TABLE 4. Top 10 significant AE signals of Dmab and ZA.

As there were numerous shared AEs between Dmab and ZA, we conducted a further comparison of the overlapping AE signals. Out of the 189 identical positive AE signals between the two drugs, 29 AEs of Dmab exhibited stronger correlation than ZA, while 160 AEs of Dmab had weaker correlation than ZA, as determined by the ROR value. Table 5 presents the AE signals with significant differences in intensity between the two drugs. The AE signals of Dmab with stronger correlation than ZA (d > 20) included exostosis of jaw (ROR: 182.66 vs. 5.769), atypical fracture (ROR: 55.589 vs. 9.123), and atypical femur fracture (ROR: 49.824 vs. 4.968), while the AE signals of ZA with stronger correlation than Dmab (d > 50) were related to abscess jaw (ROR: 84.119 vs. 11.12), gingival ulceration (ROR: 74.125 vs. 4.827), increased bone formation (ROR: 69.344 vs. 3.218), and bone disorder (ROR: 68.221 vs. 3.189), among others.

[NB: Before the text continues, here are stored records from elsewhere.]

//! Direction and speed pacing
//!
//! Decides from elapsed time when the obstacles speed up and when a direction
//! change gets announced. Callers gate these on the game phase.

use rand::Rng;

use crate::tuning::Tuning;

/// Timestamps and cadence for obstacle movement
#[derive(Debug, Clone, PartialEq, Eq)]
pub struct Pacing {
    /// Current time between obstacle moves (ms)
    pub move_interval_ms: u64,
    pub last_moved_ms: u64,
    pub last_speed_up_ms: u64,
    pub last_direction_change_ms: u64,
    /// A flip was rolled and is waiting for the warning phase
    pub warning_requested: bool,
}

impl Pacing {
    pub fn new(tuning: &Tuning, now_ms: u64) -> Self {
        Self {
            move_interval_ms: tuning.initial_move_interval_ms,
            last_moved_ms: now_ms,
            last_speed_up_ms: now_ms,
            last_direction_change_ms: now_ms,
            warning_requested: false,
        }
    }

    /// Restart every timer from `now_ms`, keeping the interval
    pub fn restamp(&mut self, now_ms: u64) {
        self.last_moved_ms = now_ms;
        self.last_speed_up_ms = now_ms;
        self.last_direction_change_ms = now_ms;
        self.warning_requested = false;
    }

    pub fn move_due(&self, now_ms: u64) -> bool {
        now_ms.saturating_sub(self.last_moved_ms) >= self.move_interval_ms
    }

    /// Shrink the move interval if the speed-up cooldown has passed.
    ///
    /// Returns the new interval when a speed-up happened. At the floor the
    /// timer still restarts but the interval stays put.
    pub fn try_speed_up(&mut self, now_ms: u64, tuning: &Tuning) -> Option<u64> {
        if now_ms.saturating_sub(self.last_speed_up_ms) < tuning.speed_up_cooldown_ms {
            return None;
        }
        self.last_speed_up_ms = now_ms;

        let next = sped_up_interval(self.move_interval_ms, tuning);
        if next == self.move_interval_ms {
            return None;
        }
        self.move_interval_ms = next;
        Some(next)
    }

    /// Roll for a direction change once the cooldown has passed.
    ///
    /// A successful roll only raises `warning_requested`; the flip itself
    /// happens when the warning runs out.
    pub fn roll_direction_change<R: Rng>(
        &mut self,
        now_ms: u64,
        tuning: &Tuning,
        rng: &mut R,
    ) -> bool {
        if self.warning_requested {
            return false;
        }
        if now_ms.saturating_sub(self.last_direction_change_ms)
            < tuning.direction_change_cooldown_ms
        {
            return false;
        }
        if rng.random::<f32>() < tuning.direction_change_chance {
            self.warning_requested = true;
            return true;
        }
        false
    }

    /// Record that the announced flip has been carried out
    pub fn complete_direction_change(&mut self, now_ms: u64) {
        self.last_direction_change_ms = now_ms;
        self.warning_requested = false;
    }
}

/// Move interval after one speed-up, clamped to the floor
pub fn sped_up_interval(current_ms: u64, tuning: &Tuning) -> u64 {
    current_ms
        .saturating_sub(tuning.speed_up_step_ms)
        .max(tuning.min_move_interval_ms)
}
//! Headless platform
//!
//! A host-side board: a manual clock, a settable stick and button, a
//! recording warning light and a character frame buffer standing in for the
//! LCD. Used by the tests and the demo binary.

use glam::IVec2;

use super::{Clock, Display, Indicator, Joystick, StickReading};
use crate::settings::DisplayGeometry;

pub const PLAYER_GLYPH: char = '@';
pub const OBSTACLE_GLYPH: char = '#';
const BLANK: char = ' ';

/// Character grid the size of the LCD
#[derive(Debug, Clone)]
pub struct TextDisplay {
    geometry: DisplayGeometry,
    cells: Vec<Vec<char>>,
    /// Number of times the screen was cleared
    pub redraws: usize,
}

impl TextDisplay {
    pub fn new(geometry: DisplayGeometry) -> Self {
        Self {
            geometry,
            cells: vec![vec![BLANK; geometry.width as usize]; geometry.height as usize],
            redraws: 0,
        }
    }

    pub fn cell(&self, x: i32, y: i32) -> Option<char> {
        if !self.geometry.contains(IVec2::new(x, y)) {
            return None;
        }
        Some(self.cells[y as usize][x as usize])
    }

    pub fn row(&self, y: usize) -> String {
        self.cells.get(y).map(|r| r.iter().collect()).unwrap_or_default()
    }

    /// Whole screen, one line per row
    pub fn render(&self) -> String {
        (0..self.cells.len())
            .map(|y| self.row(y))
            .collect::<Vec<_>>()
            .join("\n")
    }

    /// True if any row contains `text`
    pub fn shows(&self, text: &str) -> bool {
        (0..self.cells.len()).any(|y| self.row(y).contains(text))
    }

    fn put(&mut self, x: i32, y: i32, glyph: char) {
        if self.geometry.contains(IVec2::new(x, y)) {
            self.cells[y as usize][x as usize] = glyph;
        }
    }

    /// Write text from `at`, cut off at the right edge
    fn write_text(&mut self, at: IVec2, text: &str) {
        for (i, ch) in text.chars().enumerate() {
            self.put(at.x + i as i32, at.y, ch);
        }
    }
}

impl Display for TextDisplay {
    fn clear(&mut self) {
        for row in &mut self.cells {
            row.fill(BLANK);
        }
        self.redraws += 1;
    }

    fn draw_player(&mut self, x: i32, y: i32) {
        self.put(x, y, PLAYER_GLYPH);
    }

    fn draw_obstacle(&mut self, x: i32, y: i32) {
        self.put(x, y, OBSTACLE_GLYPH);
    }

    fn draw_setup_screen(&mut self) {
        let anchor = self.geometry.text_anchor();
        self.write_text(anchor, "DODGE!");
        self.write_text(anchor + IVec2::Y, "MOVE STICK");
    }

    fn draw_game_over_screen(&mut self, duration_ms: u64) {
        let anchor = self.geometry.text_anchor();
        let time = format!("TIME {}.{}s", duration_ms / 1000, (duration_ms % 1000) / 100);
        self.write_text(anchor, "GAME OVER");
        self.write_text(anchor + IVec2::Y, &time);
    }
}

/// A whole board running on the host
#[derive(Debug, Clone)]
pub struct Headless {
    pub now_ms: u64,
    pub stick: StickReading,
    pub button: bool,
    /// Every level sent to the warning light, oldest first
    pub warning_levels: Vec<u8>,
    pub screen: TextDisplay,
}

impl Headless {
    pub fn new(geometry: DisplayGeometry) -> Self {
        Self {
            now_ms: 0,
            stick: StickReading::CENTER,
            button: false,
            warning_levels: Vec::new(),
            screen: TextDisplay::new(geometry),
        }
    }

    pub fn advance(&mut self, ms: u64) {
        self.now_ms += ms;
    }

    /// Level the warning light is showing right now
    pub fn warning_level(&self) -> u8 {
        self.warning_levels.last().copied().unwrap_or(0)
    }
}

impl Clock for Headless {
    fn now_ms(&self) -> u64 {
        self.now_ms
    }
}

impl Joystick for Headless {
    fn read_joystick(&mut self) -> StickReading {
        self.stick
    }

    fn button_pressed(&mut self) -> bool {
        self.button
    }
}

impl Indicator for Headless {
    fn set_warning_intensity(&mut self, level: u8) {
        self.warning_levels.push(level);
    }
}

impl Display for Headless {
    fn clear(&mut self) {
        self.screen.clear();
    }

    fn draw_player(&mut self, x: i32, y: i32) {
        self.screen.draw_player(x, y);
    }

    fn draw_obstacle(&mut self, x: i32, y: i32) {
        self.screen.draw_obstacle(x, y);
    }

    fn draw_setup_screen(&mut self) {
        self.screen.draw_setup_screen();
    }

    fn draw_game_over_screen(&mut self, duration_ms: u64) {
        self.screen.draw_game_over_screen(duration_ms);
    }
}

TABLE 5. AE signals with significant differences in ROR values between Dmab and ZA.

3.3 Off-label use

While analyzing the data, we found off-label use was also a significant signal. Therefore, we further analyzed the data on off-label use. As we observed mixed reports of different specifications for each drug, for example, Dmab had a 60 mg specification for giant cell tumor and hypercalcemia of malignancy, while the 120 mg specification was used for postmenopausal osteoporosis. Similarly, ZA had two different specifications with mixed reports. Therefore, we combined the FDA-approved indications for both specifications of each drug and compared them with the indications in the database to identify off-label uses. We found 528 types of off-label use for Dmab and 206 types for ZA. Table 6 shows the top 10 off-label uses not mentioned in the drug instructions for both drugs, which are frequently used for treating various tumors. Breast cancer (1.03% and 3.21%) and prostate cancer (1.04% and 2.48%) were the most commonly off-label use for both drugs in the database. Other off-label uses for Dmab included arthritis (0.42%), vitamin D deficiency (0.26%), spinal compression fracture (0.25%), gastroesophageal reflux disease (0.24%), plasma cell myeloma (0.19%), rheumatoid arthritis (0.19%), and chronic kidney disease (0.10%). Off-label uses for ZA included neoplasm malignant (0.52%), renal cancer (0.45%), lung cancer (0.40%), plasma cell myeloma (0.30%), plasma cytoma (0.19%), colon cancer (0.08%), and osteoarthritis (0.07%).


TABLE 6. Top 10 off-label uses not mentioned in the drug instructions.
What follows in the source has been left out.